Part of the film’s effectiveness is its compelling portrayal of the reality that abuse is part of a societal fabric, one in which nearly everyone who is not a victim is complicit in enabling abuse. Those most vulnerable are forever wounded by our own sins: sins of looking the other way, refusing to ask too many questions, accepting inaction. “I think we gotta start ignoring everybody on this,” Mike states as one person after another discourages the team from pursuing the truth. When Sacha asks a survivor if the Church pressured her to keep silent about her abuse, she responds, “The church…not just the church. Everyone: parishioners…my friends.” In the words of reporter Mitchell: “If it takes a village to raise a child, it takes a village to abuse one.”

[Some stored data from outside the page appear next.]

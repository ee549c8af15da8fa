//! Services that connect the rules crate and the bus.
//!
//! Each service owns one concern and talks to the others only through
//! events and query channels.

mod game_data;
mod payment;
mod save;
mod sequence;
mod view;

pub use game_data::GameDataService;
pub use payment::{PaymentOutcome, PaymentProcessor, PlaceholderPayments};
pub use save::SaveService;
pub use sequence::{SequenceKind, SequenceRunner, SequenceToken};
pub use view::ViewService;
//! Loads the player state on startup and saves it on demand.

use std::sync::Arc;

use menu_core::{Catalog, GameConfig, PlayerState};

use crate::error::Result;
use crate::events::{Event, EventBus, PersistenceEvent, SettingsEvent, Subscription, Topic};
use crate::repository::StateRepository;

/// Persistence front end over a [`StateRepository`].
///
/// Saves read the live state through the player-state query channel, so the
/// service never holds the aggregate itself.
#[derive(Clone)]
pub struct SaveService {
    repository: Arc<dyn StateRepository>,
    bus: EventBus,
}

impl SaveService {
    pub fn new(repository: Arc<dyn StateRepository>, bus: EventBus) -> Self {
        Self { repository, bus }
    }

    /// Loads the saved state, falling back to a new game.
    ///
    /// A missing, unreadable or inconsistent document is not fatal: it is
    /// logged and a fresh state is built from the catalog. The flag is true
    /// when a new game was started.
    pub fn load_or_new(&self, catalog: &Catalog<'_>, config: &GameConfig) -> (PlayerState, bool) {
        match self.repository.load() {
            Ok(Some(state)) => match state.check_invariants() {
                Ok(()) => {
                    tracing::info!("Loaded saved player state");
                    return (state, false);
                }
                Err(violation) => {
                    tracing::warn!(%violation, "Saved state is inconsistent, starting a new game");
                }
            },
            Ok(None) => tracing::info!("No saved state, starting a new game"),
            Err(error) => {
                tracing::warn!(%error, "Failed to load saved state, starting a new game");
            }
        }
        (PlayerState::new_game(catalog, config), true)
    }

    /// Saves the current state.
    ///
    /// On failure the in-memory state is kept, `SaveFailed` is published and
    /// the error is returned for callers that want it.
    pub fn save(&self) -> Result<()> {
        let outcome: Result<()> = self
            .bus
            .queries()
            .player_state
            .query()
            .map_err(Into::into)
            .and_then(|state| self.repository.save(&state).map_err(Into::into));

        match &outcome {
            Ok(()) => {
                tracing::debug!("Player state saved");
                self.bus.publish(PersistenceEvent::Saved);
            }
            Err(error) => {
                tracing::warn!(%error, "Failed to save player state");
                self.bus.publish(PersistenceEvent::SaveFailed {
                    reason: error.to_string(),
                });
            }
        }
        outcome
    }

    /// Saves whenever new settings are applied.
    pub fn attach(&self) -> Vec<Subscription> {
        let service = self.clone();
        let subscription = self.bus.subscribe(Topic::Settings, move |event| {
            if let Event::Settings(SettingsEvent::SettingsApplied(_)) = event {
                // Failures are reported through `SaveFailed`.
                let _ = service.save();
            }
        });
        vec![subscription]
    }
}

impl std::fmt::Debug for SaveService {
    fn fmt(&self, f: &mut std::fmt::Formatter<'_>) -> std::fmt::Result {
        f.debug_struct("SaveService").finish_non_exhaustive()
    }
}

It would be a mistake for a Protestant to watch this film primarily to relive a period of the Catholic Church’s history and leave the theatre feeling good about how far we’ve come. The film itself refuses to allow us this experience, making it painfully clear that despite the good the Globe’s work did, the cover-ups and silencing continue in some measure to this day. It would be equally a mistake to dismiss this as a Catholic problem. The statistics of abuse, clergy and otherwise, show no signs of being lower statistically in the Protestant world. We also possess a wealth of data indicating the widespread prevalence of abuse more broadly: 1 in 4 women and 1 in 6 men sexually abused. No data suggests lower rates in the church; in fact, we know of the tendency of abusers to prey in faith communities – 93% of sex offenders describe themselves as religious. So we have at least a 20.5% rate of sexual abuse survivors.* To state the obvious: that statistic is only sexual abuse -- what percentage of the walking wounded fill our pews if we consider the range of forms of abuse, including emotional, physical, and neglect? Yet few of us even dare to talk about the reality, much less take action for justice and safety. We continue to, on a regular basis, marginalize the voices of survivors. We stigmatize the struggles they face while failing to honor their courage. We fail to lament the abuse in our congregations and pressure victims to forgive, regardless of the perpetrator’s repentance – pretending our desire for their forgiveness is for their sake, and not out of our own desire to avoid facing the unspeakable.
The collective passive or denying stance of the church is puzzling in the face of undeniable, heartbreaking reality – as puzzling as the corrupt behavior of those who covered up the clergy abuse in the Catholic church. Trauma expert Judith Herman describes this consistent tendency for society to forget all it knows about abuse as “episodic amnesia” – a society who cannot handle “too much reality” resorts to “denial, repression, and dissociation.”* Clergy abuse was nothing new before the 2002 exposé; what made the Spotlight team’s work so effective was their ability to unveil the systemic issues that supported a culture of pandemic abuse. By implication, the film reminds the church it will take the committed effort and support of an entire community to both support abuse survivors and prevent abuse. Spotlight reminds us the cost of anything less is just too high.
*Herman, Judith. Trauma and Recovery. New York: Basic Books, 1997, 1-2.